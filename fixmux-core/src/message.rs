/******************************************************************************
   Author: Joaquín Béjar García
   Email: jb@taunais.com
   Date: 16/10/26
******************************************************************************/

//! Message types for FIX protocol.
//!
//! This module provides:
//! - [`MsgType`]: FIX message types the initiator deals with
//! - [`Classification`]: coarse message class used for routing and logging
//! - [`RawMessage`]: Zero-copy view into a decoded FIX message buffer
//! - [`OutboundMessage`]: mutable message under construction
//! - [`WireMessage`]: immutable record of a message that crossed the wire

use crate::error::DecodeError;
use crate::field::FieldRef;
use crate::types::Timestamp;
use bytes::Bytes;
use serde::{Deserialize, Serialize};
use smallvec::SmallVec;
use std::fmt;

/// FIX message types.
///
/// Session-level messages are listed explicitly together with the
/// application messages a trading initiator commonly receives. Anything else
/// is carried as `Custom(String)`.
#[derive(Debug, Clone, PartialEq, Eq, Hash, Serialize, Deserialize, Default)]
pub enum MsgType {
    /// Heartbeat (0) - Session level.
    #[default]
    Heartbeat,
    /// Test Request (1) - Session level.
    TestRequest,
    /// Resend Request (2) - Session level.
    ResendRequest,
    /// Reject (3) - Session level.
    Reject,
    /// Sequence Reset (4) - Session level.
    SequenceReset,
    /// Logout (5) - Session level.
    Logout,
    /// Execution Report (8).
    ExecutionReport,
    /// Order Cancel Reject (9).
    OrderCancelReject,
    /// Logon (A) - Session level.
    Logon,
    /// New Order Single (D).
    NewOrderSingle,
    /// Business Message Reject (j).
    BusinessMessageReject,
    /// Custom or unknown message type.
    Custom(String),
}

impl std::str::FromStr for MsgType {
    type Err = std::convert::Infallible;

    /// Creates a MsgType from a string value.
    ///
    /// # Arguments
    /// * `s` - The message type string (e.g., "8" for ExecutionReport)
    fn from_str(s: &str) -> Result<Self, Self::Err> {
        Ok(match s {
            "0" => Self::Heartbeat,
            "1" => Self::TestRequest,
            "2" => Self::ResendRequest,
            "3" => Self::Reject,
            "4" => Self::SequenceReset,
            "5" => Self::Logout,
            "8" => Self::ExecutionReport,
            "9" => Self::OrderCancelReject,
            "A" => Self::Logon,
            "D" => Self::NewOrderSingle,
            "j" => Self::BusinessMessageReject,
            other => Self::Custom(other.to_string()),
        })
    }
}

impl MsgType {
    /// Returns the string representation of this message type.
    #[must_use]
    pub fn as_str(&self) -> &str {
        match self {
            Self::Heartbeat => "0",
            Self::TestRequest => "1",
            Self::ResendRequest => "2",
            Self::Reject => "3",
            Self::SequenceReset => "4",
            Self::Logout => "5",
            Self::ExecutionReport => "8",
            Self::OrderCancelReject => "9",
            Self::Logon => "A",
            Self::NewOrderSingle => "D",
            Self::BusinessMessageReject => "j",
            Self::Custom(s) => s.as_str(),
        }
    }

    /// Returns true if this is an administrative message.
    #[must_use]
    pub fn is_admin(&self) -> bool {
        matches!(
            self,
            Self::Heartbeat
                | Self::TestRequest
                | Self::ResendRequest
                | Self::Reject
                | Self::SequenceReset
                | Self::Logout
                | Self::Logon
        )
    }
}

impl fmt::Display for MsgType {
    fn fmt(&self, f: &mut fmt::Formatter<'_>) -> fmt::Result {
        write!(f, "{}", self.as_str())
    }
}

/// Coarse message class derived from MsgType (35).
#[derive(Debug, Clone, Copy, PartialEq, Eq, Hash, Serialize, Deserialize)]
pub enum Classification {
    /// Logon (A).
    Logon,
    /// Logout (5).
    Logout,
    /// Execution Report (8).
    ExecutionReport,
    /// Resend Request (2).
    ResendRequest,
    /// Everything else, including messages without a readable MsgType.
    Other,
}

impl From<&MsgType> for Classification {
    fn from(msg_type: &MsgType) -> Self {
        match msg_type {
            MsgType::Logon => Self::Logon,
            MsgType::Logout => Self::Logout,
            MsgType::ExecutionReport => Self::ExecutionReport,
            MsgType::ResendRequest => Self::ResendRequest,
            _ => Self::Other,
        }
    }
}

impl fmt::Display for Classification {
    fn fmt(&self, f: &mut fmt::Formatter<'_>) -> fmt::Result {
        let name = match self {
            Self::Logon => "Logon",
            Self::Logout => "Logout",
            Self::ExecutionReport => "ExecutionReport",
            Self::ResendRequest => "ResendRequest",
            Self::Other => "Other",
        };
        f.write_str(name)
    }
}

/// Zero-copy view into a FIX message buffer.
///
/// Fields are stored as references into the original buffer, in wire order.
#[derive(Debug, Clone)]
pub struct RawMessage<'a> {
    /// The complete message buffer.
    buffer: &'a [u8],
    /// The parsed message type.
    msg_type: MsgType,
    /// Parsed field references (tag and value).
    fields: SmallVec<[FieldRef<'a>; 32]>,
}

impl<'a> RawMessage<'a> {
    /// Creates a new RawMessage from parsed components.
    ///
    /// # Arguments
    /// * `buffer` - The complete message buffer
    /// * `msg_type` - The parsed message type
    /// * `fields` - Parsed field references
    #[must_use]
    pub fn new(buffer: &'a [u8], msg_type: MsgType, fields: SmallVec<[FieldRef<'a>; 32]>) -> Self {
        Self {
            buffer,
            msg_type,
            fields,
        }
    }

    /// Returns the complete message buffer.
    #[inline]
    #[must_use]
    pub const fn buffer(&self) -> &'a [u8] {
        self.buffer
    }

    /// Returns the message type.
    #[inline]
    #[must_use]
    pub fn msg_type(&self) -> &MsgType {
        &self.msg_type
    }

    /// Returns an iterator over all fields.
    #[inline]
    pub fn fields(&self) -> impl Iterator<Item = &FieldRef<'a>> {
        self.fields.iter()
    }

    /// Gets a field by tag number.
    ///
    /// # Returns
    /// The first field with the given tag, or `None` if not found.
    #[must_use]
    pub fn get_field(&self, tag: u32) -> Option<&FieldRef<'a>> {
        self.fields.iter().find(|f| f.tag == tag)
    }

    /// Gets a field value as a string.
    ///
    /// # Returns
    /// The field value as a string, or `None` if not found or invalid UTF-8.
    #[must_use]
    pub fn get_field_str(&self, tag: u32) -> Option<&'a str> {
        self.get_field(tag).and_then(|f| f.as_str().ok())
    }

    /// Gets a required field.
    ///
    /// # Errors
    /// Returns `DecodeError::MissingRequiredField` if the tag is absent.
    pub fn require(&self, tag: u32) -> Result<&FieldRef<'a>, DecodeError> {
        self.get_field(tag)
            .ok_or(DecodeError::MissingRequiredField { tag })
    }

    /// Gets a field value parsed as the specified type.
    ///
    /// # Errors
    /// Returns `DecodeError` if the field is not found or cannot be parsed.
    pub fn get_field_as<T: std::str::FromStr>(&self, tag: u32) -> Result<T, DecodeError> {
        self.require(tag)?.parse()
    }

    /// Returns the message length in bytes.
    #[inline]
    #[must_use]
    pub fn len(&self) -> usize {
        self.buffer.len()
    }

    /// Returns true if the message is empty.
    #[inline]
    #[must_use]
    pub fn is_empty(&self) -> bool {
        self.buffer.is_empty()
    }
}

/// A message being built for sending.
///
/// Header and body are kept apart so that session stamping (sequence number,
/// sending time) can happen after the application has filled the body.
/// Setting a tag that is already present replaces its value.
#[derive(Debug, Clone, PartialEq, Eq)]
pub struct OutboundMessage {
    msg_type: MsgType,
    header: Vec<(u32, String)>,
    body: Vec<(u32, String)>,
}

impl OutboundMessage {
    /// Creates an empty message of the given type.
    #[must_use]
    pub fn new(msg_type: MsgType) -> Self {
        Self {
            msg_type,
            header: Vec::with_capacity(6),
            body: Vec::new(),
        }
    }

    /// Returns the message type.
    #[inline]
    #[must_use]
    pub fn msg_type(&self) -> &MsgType {
        &self.msg_type
    }

    /// Sets a header field, replacing any previous value.
    pub fn set_header_field(&mut self, tag: u32, value: impl Into<String>) {
        upsert(&mut self.header, tag, value.into());
    }

    /// Sets a body field, replacing any previous value.
    pub fn set_field(&mut self, tag: u32, value: impl Into<String>) {
        upsert(&mut self.body, tag, value.into());
    }

    /// Builder-style variant of [`Self::set_field`].
    #[must_use]
    pub fn with_field(mut self, tag: u32, value: impl Into<String>) -> Self {
        self.set_field(tag, value);
        self
    }

    /// Returns a header field value.
    #[must_use]
    pub fn header_field(&self, tag: u32) -> Option<&str> {
        lookup(&self.header, tag)
    }

    /// Returns a body field value.
    #[must_use]
    pub fn field(&self, tag: u32) -> Option<&str> {
        lookup(&self.body, tag)
    }

    /// Iterates header fields in insertion order.
    pub fn header_fields(&self) -> impl Iterator<Item = (u32, &str)> {
        self.header.iter().map(|(t, v)| (*t, v.as_str()))
    }

    /// Iterates body fields in insertion order.
    pub fn body_fields(&self) -> impl Iterator<Item = (u32, &str)> {
        self.body.iter().map(|(t, v)| (*t, v.as_str()))
    }
}

fn upsert(fields: &mut Vec<(u32, String)>, tag: u32, value: String) {
    match fields.iter_mut().find(|(t, _)| *t == tag) {
        Some(slot) => slot.1 = value,
        None => fields.push((tag, value)),
    }
}

fn lookup(fields: &[(u32, String)], tag: u32) -> Option<&str> {
    fields
        .iter()
        .find(|(t, _)| *t == tag)
        .map(|(_, v)| v.as_str())
}

/// Direction a message travelled relative to this process.
#[derive(Debug, Clone, Copy, PartialEq, Eq, Hash, Serialize, Deserialize)]
pub enum Direction {
    /// Received from the counterparty.
    Inbound,
    /// Sent to the counterparty.
    Outbound,
}

impl fmt::Display for Direction {
    fn fmt(&self, f: &mut fmt::Formatter<'_>) -> fmt::Result {
        f.write_str(match self {
            Self::Inbound => "inbound",
            Self::Outbound => "outbound",
        })
    }
}

/// A message exactly as it crossed the wire.
///
/// Immutable once created; cloning shares the underlying buffer.
#[derive(Debug, Clone, PartialEq, Eq)]
pub struct WireMessage {
    raw: Bytes,
    direction: Direction,
    classification: Classification,
    timestamp: Timestamp,
}

impl WireMessage {
    /// Creates a wire message stamped with the current time.
    #[must_use]
    pub fn new(raw: Bytes, direction: Direction, classification: Classification) -> Self {
        Self {
            raw,
            direction,
            classification,
            timestamp: Timestamp::now(),
        }
    }

    /// Returns the raw wire bytes.
    #[inline]
    #[must_use]
    pub fn raw(&self) -> &Bytes {
        &self.raw
    }

    /// Returns the direction.
    #[inline]
    #[must_use]
    pub const fn direction(&self) -> Direction {
        self.direction
    }

    /// Returns the classification.
    #[inline]
    #[must_use]
    pub const fn classification(&self) -> Classification {
        self.classification
    }

    /// Returns when the message crossed the wire.
    #[inline]
    #[must_use]
    pub const fn timestamp(&self) -> Timestamp {
        self.timestamp
    }

    /// Renders the message with `|` in place of SOH for human-readable logs.
    #[must_use]
    pub fn display_text(&self) -> String {
        String::from_utf8_lossy(&self.raw)
            .trim_end_matches('\x01')
            .replace('\x01', " | ")
    }
}

#[cfg(test)]
mod tests {
    use super::*;

    #[test]
    fn test_msg_type_from_str() {
        assert_eq!("0".parse::<MsgType>().unwrap(), MsgType::Heartbeat);
        assert_eq!("A".parse::<MsgType>().unwrap(), MsgType::Logon);
        assert_eq!("8".parse::<MsgType>().unwrap(), MsgType::ExecutionReport);
        assert_eq!("2".parse::<MsgType>().unwrap(), MsgType::ResendRequest);
    }

    #[test]
    fn test_msg_type_custom() {
        let custom: MsgType = "XX".parse().unwrap();
        assert!(matches!(custom, MsgType::Custom(_)));
        assert_eq!(custom.as_str(), "XX");
        assert!(!custom.is_admin());
    }

    #[test]
    fn test_classification_from_msg_type() {
        assert_eq!(Classification::from(&MsgType::Logon), Classification::Logon);
        assert_eq!(Classification::from(&MsgType::Logout), Classification::Logout);
        assert_eq!(
            Classification::from(&MsgType::ExecutionReport),
            Classification::ExecutionReport
        );
        assert_eq!(
            Classification::from(&MsgType::ResendRequest),
            Classification::ResendRequest
        );
        assert_eq!(Classification::from(&MsgType::Heartbeat), Classification::Other);
    }

    #[test]
    fn test_outbound_set_field_replaces() {
        let mut msg = OutboundMessage::new(MsgType::Logon);
        msg.set_field(96, "secret");
        msg.set_field(96, "other");
        assert_eq!(msg.field(96), Some("other"));
        assert_eq!(msg.body_fields().count(), 1);
    }

    #[test]
    fn test_outbound_header_and_body_are_separate() {
        let mut msg = OutboundMessage::new(MsgType::ResendRequest).with_field(7, "100");
        msg.set_header_field(49, "SENDER");
        assert_eq!(msg.header_field(49), Some("SENDER"));
        assert_eq!(msg.field(49), None);
        assert_eq!(msg.field(7), Some("100"));
    }

    #[test]
    fn test_wire_message_display_text() {
        let msg = WireMessage::new(
            Bytes::from_static(b"8=FIX.4.4\x019=102\x01"),
            Direction::Inbound,
            Classification::Other,
        );
        assert_eq!(msg.display_text(), "8=FIX.4.4 | 9=102");
    }
}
──────
From the first line above through the line that contains "- The message", quote each line exactly. Output nothing more.

◆ SOLVED EXERCISE
filename fixmux-core/src/message.rs
/******************************************************************************
   Author: Joaquín Béjar García
   Email: jb@taunais.com
   Date: 16/10/26
******************************************************************************/

//! Message types for FIX protocol.
//!
//! This module provides:
//! - [`MsgType`]: FIX message types the initiator deals with
//! - [`Classification`]: coarse message class used for routing and logging
//! - [`RawMessage`]: Zero-copy view into a decoded FIX message buffer
//! - [`OutboundMessage`]: mutable message under construction
//! - [`WireMessage`]: immutable record of a message that crossed the wire

use crate::error::DecodeError;
use crate::field::FieldRef;
use crate::types::Timestamp;
use bytes::Bytes;
use serde::{Deserialize, Serialize};
use smallvec::SmallVec;
use std::fmt;

/// FIX message types.
///
/// Session-level messages are listed explicitly together with the
/// application messages a trading initiator commonly receives. Anything else
/// is carried as `Custom(String)`.
#[derive(Debug, Clone, PartialEq, Eq, Hash, Serialize, Deserialize, Default)]
pub enum MsgType {
    /// Heartbeat (0) - Session level.
    #[default]
    Heartbeat,
    /// Test Request (1) - Session level.
    TestRequest,
    /// Resend Request (2) - Session level.
    ResendRequest,
    /// Reject (3) - Session level.
    Reject,
    /// Sequence Reset (4) - Session level.
    SequenceReset,
    /// Logout (5) - Session level.
    Logout,
    /// Execution Report (8).
    ExecutionReport,
    /// Order Cancel Reject (9).
    OrderCancelReject,
    /// Logon (A) - Session level.
    Logon,
    /// New Order Single (D).
    NewOrderSingle,
    /// Business Message Reject (j).
    BusinessMessageReject,
    /// Custom or unknown message type.
    Custom(String),
}

impl std::str::FromStr for MsgType {
    type Err = std::convert::Infallible;

    /// Creates a MsgType from a string value.
    ///
    /// # Arguments
    /// * `s` - The message type string (e.g., "8" for ExecutionReport)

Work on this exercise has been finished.